Il avait cet art inégalé de donner du sens aux savoirs de faire des synthèses inédites, efficaces, d’associer science et technologie, de relier la physique et la métaphysique.
Il a été un pionnier des sciences de l’environnement au Québec et à l’UQAM en particulier. Il a structuré le champ nouveau de la physique de l’environnement et il a créé ou contribué à créer sept programmes de formation interdisciplinaires, entre autres, la maitrise et le certificat en sciences de l’environnement, le certificat en sciences et technique de l’eau, le certificat en énergies nouvelles, le baccalauréat en sciences, techniques et société. Il a aussi ouvert le champ des sciences de l’atmosphère. C’est ensemble qu’on a développé le programme court de 2e cycle en éducation relative à l’environnement. Armel Boutard a enseigné à plus de 3000 étudiants dans les divers programmes de sciences à l’UQAM. Je pense qu’aucun ne l’a oublié. Il était un professeur marquant, engagé, attentif, lumineux, plein d’humour aussi.

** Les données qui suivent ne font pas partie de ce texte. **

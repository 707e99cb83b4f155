//! Runtime value conversion

use chrono::{DateTime, NaiveDate, NaiveDateTime, Utc};
use uuid::Uuid;

use crate::error::ConversionError;
use crate::reflect::{Value, ValueType};

/// Convert `value` so it can be stored in a member of type `target`
///
/// A null only fits an `Optional` target; anything else is an error rather
/// than a silent default.
pub fn convert(value: Value, target: &ValueType) -> Result<Value, ConversionError> {
    match target {
        ValueType::Optional(inner) => match value {
            Value::Null => Ok(Value::Null),
            other => convert(other, inner),
        },
        _ if value.is_null() => Err(ConversionError::NullToNonNullable {
            target: target.clone(),
        }),
        ValueType::Bool => to_bool(value),
        ValueType::F32 | ValueType::F64 => to_float(value, target),
        ValueType::String => Ok(to_text(value)),
        ValueType::DateTime => to_datetime(value),
        ValueType::Guid => to_guid(value),
        ValueType::Object(handle) => match value {
            Value::Object(obj) if obj.type_info().type_id() == handle.get().type_id() => {
                Ok(Value::Object(obj))
            }
            Value::Object(obj) => Err(ConversionError::WrongObject {
                expected: handle.get().qualified_name(),
                found: obj.type_info().qualified_name(),
            }),
            other => Err(ConversionError::unsupported(&other, target)),
        },
        ValueType::List(element) => match value {
            Value::List(items) => items
                .into_iter()
                .map(|item| convert(item, element))
                .collect::<Result<Vec<_>, _>>()
                .map(Value::List),
            other => Err(ConversionError::unsupported(&other, target)),
        },
        _ => to_integer(value, target),
    }
}

fn to_bool(value: Value) -> Result<Value, ConversionError> {
    match value {
        Value::Bool(b) => Ok(Value::Bool(b)),
        Value::Int(i) => Ok(Value::Bool(i != 0)),
        Value::Float(f) => Ok(Value::Bool(f != 0.0)),
        Value::String(s) => match s.trim().to_ascii_lowercase().as_str() {
            "true" | "yes" | "1" => Ok(Value::Bool(true)),
            "false" | "no" | "0" => Ok(Value::Bool(false)),
            _ => Err(ConversionError::Parse {
                value: s,
                target: ValueType::Bool,
            }),
        },
        other => Err(ConversionError::unsupported(&other, &ValueType::Bool)),
    }
}

fn to_integer(value: Value, target: &ValueType) -> Result<Value, ConversionError> {
    let Some((min, max)) = target.integer_bounds() else {
        return Err(ConversionError::unsupported(&value, target));
    };

    let n: i128 = match value {
        Value::Int(i) => i as i128,
        Value::Bool(b) => b as i128,
        Value::Float(f) => {
            let rounded = f.round();
            if !rounded.is_finite() || rounded < min as f64 || rounded > max as f64 {
                return Err(ConversionError::Overflow {
                    value: f.to_string(),
                    target: target.clone(),
                });
            }
            rounded as i128
        }
        Value::String(s) => s.trim().parse::<i128>().map_err(|_| ConversionError::Parse {
            value: s.clone(),
            target: target.clone(),
        })?,
        other => return Err(ConversionError::unsupported(&other, target)),
    };

    if n < min || n > max {
        return Err(ConversionError::Overflow {
            value: n.to_string(),
            target: target.clone(),
        });
    }

    // only u64 can exceed i64; it travels as decimal text
    Ok(i64::try_from(n)
        .map(Value::Int)
        .unwrap_or_else(|_| Value::String(n.to_string())))
}

fn to_float(value: Value, target: &ValueType) -> Result<Value, ConversionError> {
    let f = match value {
        Value::Float(f) => f,
        Value::Int(i) => i as f64,
        Value::Bool(b) => {
            if b {
                1.0
            } else {
                0.0
            }
        }
        Value::String(s) => s.trim().parse::<f64>().map_err(|_| ConversionError::Parse {
            value: s.clone(),
            target: target.clone(),
        })?,
        other => return Err(ConversionError::unsupported(&other, target)),
    };

    if matches!(target, ValueType::F32) && f.is_finite() && f.abs() > f32::MAX as f64 {
        return Err(ConversionError::Overflow {
            value: f.to_string(),
            target: target.clone(),
        });
    }
    Ok(Value::Float(f))
}

fn to_text(value: Value) -> Value {
    match value {
        Value::String(s) => Value::String(s),
        other => Value::String(other.to_string()),
    }
}

fn to_datetime(value: Value) -> Result<Value, ConversionError> {
    match value {
        Value::DateTime(dt) => Ok(Value::DateTime(dt)),
        Value::String(s) => parse_datetime(s.trim())
            .map(Value::DateTime)
            .ok_or(ConversionError::Parse {
                value: s,
                target: ValueType::DateTime,
            }),
        other => Err(ConversionError::unsupported(&other, &ValueType::DateTime)),
    }
}

/// RFC 3339, then naive date-time, then plain date (all read as UTC)
fn parse_datetime(s: &str) -> Option<DateTime<Utc>> {
    if let Ok(dt) = DateTime::parse_from_rfc3339(s) {
        return Some(dt.with_timezone(&Utc));
    }
    for format in ["%Y-%m-%dT%H:%M:%S%.f", "%Y-%m-%d %H:%M:%S%.f"] {
        if let Ok(naive) = NaiveDateTime::parse_from_str(s, format) {
            return Some(naive.and_utc());
        }
    }
    NaiveDate::parse_from_str(s, "%Y-%m-%d")
        .ok()
        .and_then(|date| date.and_hms_opt(0, 0, 0))
        .map(|naive| naive.and_utc())
}

fn to_guid(value: Value) -> Result<Value, ConversionError> {
    match value {
        Value::Guid(g) => Ok(Value::Guid(g)),
        Value::String(s) => Uuid::parse_str(s.trim())
            .map(Value::Guid)
            .map_err(|_| ConversionError::Parse {
                value: s,
                target: ValueType::Guid,
            }),
        other => Err(ConversionError::unsupported(&other, &ValueType::Guid)),
    }
}

#[cfg(test)]
mod tests {
    use super::*;
    use chrono::TimeZone;

    #[test]
    fn test_null_only_fits_optional() {
        assert_eq!(
            convert(Value::Null, &ValueType::optional(ValueType::I32)),
            Ok(Value::Null)
        );
        assert_eq!(
            convert(Value::Null, &ValueType::I32),
            Err(ConversionError::NullToNonNullable { target: ValueType::I32 })
        );
        assert!(convert(Value::Null, &ValueType::String).is_err());
    }

    #[test]
    fn test_integer_range_checks() {
        assert_eq!(convert(Value::Int(127), &ValueType::I8), Ok(Value::Int(127)));
        assert!(matches!(
            convert(Value::Int(128), &ValueType::I8),
            Err(ConversionError::Overflow { .. })
        ));
        assert!(matches!(
            convert(Value::Int(-1), &ValueType::U16),
            Err(ConversionError::Overflow { .. })
        ));
        assert_eq!(convert(Value::Bool(true), &ValueType::U8), Ok(Value::Int(1)));
    }

    #[test]
    fn test_float_to_integer_rounds() {
        assert_eq!(convert(Value::Float(2.6), &ValueType::I32), Ok(Value::Int(3)));
        assert!(convert(Value::Float(f64::NAN), &ValueType::I32).is_err());
        assert!(convert(Value::Float(1e20), &ValueType::I32).is_err());
    }

    #[test]
    fn test_u64_above_i64_is_text() {
        let big = u64::MAX.to_string();
        assert_eq!(
            convert(Value::String(big.clone()), &ValueType::U64),
            Ok(Value::String(big))
        );
    }

    #[test]
    fn test_string_parsing() {
        assert_eq!(convert(Value::from("1.5"), &ValueType::F64), Ok(Value::Float(1.5)));
        assert_eq!(convert(Value::from("No"), &ValueType::Bool), Ok(Value::Bool(false)));
        assert!(matches!(
            convert(Value::from("abc"), &ValueType::I32),
            Err(ConversionError::Parse { .. })
        ));

        let expected = Utc.with_ymd_and_hms(2024, 3, 1, 12, 30, 0).unwrap();
        assert_eq!(
            convert(Value::from("2024-03-01T12:30:00Z"), &ValueType::DateTime),
            Ok(Value::DateTime(expected))
        );
        assert_eq!(
            convert(Value::from("2024-03-01 12:30:00"), &ValueType::DateTime),
            Ok(Value::DateTime(expected))
        );

        let id = Uuid::new_v4();
        assert_eq!(
            convert(Value::String(id.to_string()), &ValueType::Guid),
            Ok(Value::Guid(id))
        );
    }

    #[test]
    fn test_anything_to_text() {
        assert_eq!(convert(Value::Int(7), &ValueType::String), Ok(Value::from("7")));
        assert_eq!(convert(Value::Bool(false), &ValueType::String), Ok(Value::from("false")));
    }

    #[test]
    fn test_lists_convert_element_wise() {
        let list = Value::List(vec![Value::Int(1), Value::Int(2)]);
        assert_eq!(
            convert(list, &ValueType::list(ValueType::String)),
            Ok(Value::List(vec![Value::from("1"), Value::from("2")]))
        );

        let bad = Value::List(vec![Value::Int(1), Value::Null]);
        assert!(convert(bad, &ValueType::list(ValueType::I32)).is_err());
    }

    #[test]
    fn test_unsupported() {
        assert!(matches!(
            convert(Value::Int(1), &ValueType::Guid),
            Err(ConversionError::Unsupported { from: "int", .. })
        ));
    }
}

Pendant plusieurs années, il a aussi fait de la formation en environnement auprès de différents publics, dont les maires des MRC à travers tout le Québec. Il a fait de la formation dans les alumineries, les papetières et autres entreprises. Armel avait le grand art de savoir rejoindre les gens, là où ils sont, avec leur désir d’apprendre quelque chose qui ait de la signification pour eux. Il a fait de la formation auprès des dirigeants d’entreprises comme auprès d’ouvriers analphabètes, qui n’avaient pas besoin de crayon ou de formules pour comprendre l’essentiel des réalités qui les concernaient et pour avoir envie de continuer d’apprendre et de s’engager. Armel savait s’adresser à chacun, il savait valoriser le savoir et l’expertise de chacun et donner le gout d’apprendre davantage.
Il est né dans une petite auberge de campagne au cœur de la France. C’est sans doute un peu/beaucoup de là qu’il avait appris à dire Bonjour! Savoir dire bonjour à l’autre, c’est la première chose qu’il faut apprendre en pédagogie – c’est Riccardo Petrella qui l’a souligné. Armel savait dire Bonjour, avec engagement. Il savait accueillir et puis offrir. Armel était devenu l’aubergiste du savoir. Il aimait les étudiants et les accueillait. Il préparait chaque cours avec attention comme si c’était la première fois. Il savait apprêter la science et lui donner du sens. Il était devenu le magicien de l’infiniment petit, de l’infiniment grand, de l’infiniment complexe. Il s’inquiétait aussi beaucoup de l’infiniment préoccupant, comme il le disait – en matière d’environnement. J’aurais tellement voulu qu’il soit là avec nous, en ce moment, pour partager la lutte contre l’invasion des hydrocarbures au Québec, et promouvoir l’alternative énergétique, comme il le faisait si bien, avec vision, compétence et conviction.
Dans les dernières années, Armel avait eu beaucoup de plaisir à produire des diaporamas électroniques pour ses cours. Avec mon collègue Patrick Charland – qui a aussi été étudiant d’Armel à la maitrise – on a pu mettre ce patrimoine en ligne. On peut donc retrouver les notes de cours d’Armel dans le site de notre centre de recherche, le Centr’ERE, dans la section Archives (voir URL plus haut dans le texte).
Vous verrez qu’en parlant d’énergie, Armel savait aussi parler d’amour.
En son nom, merci encore et encore pour ce bel hommage!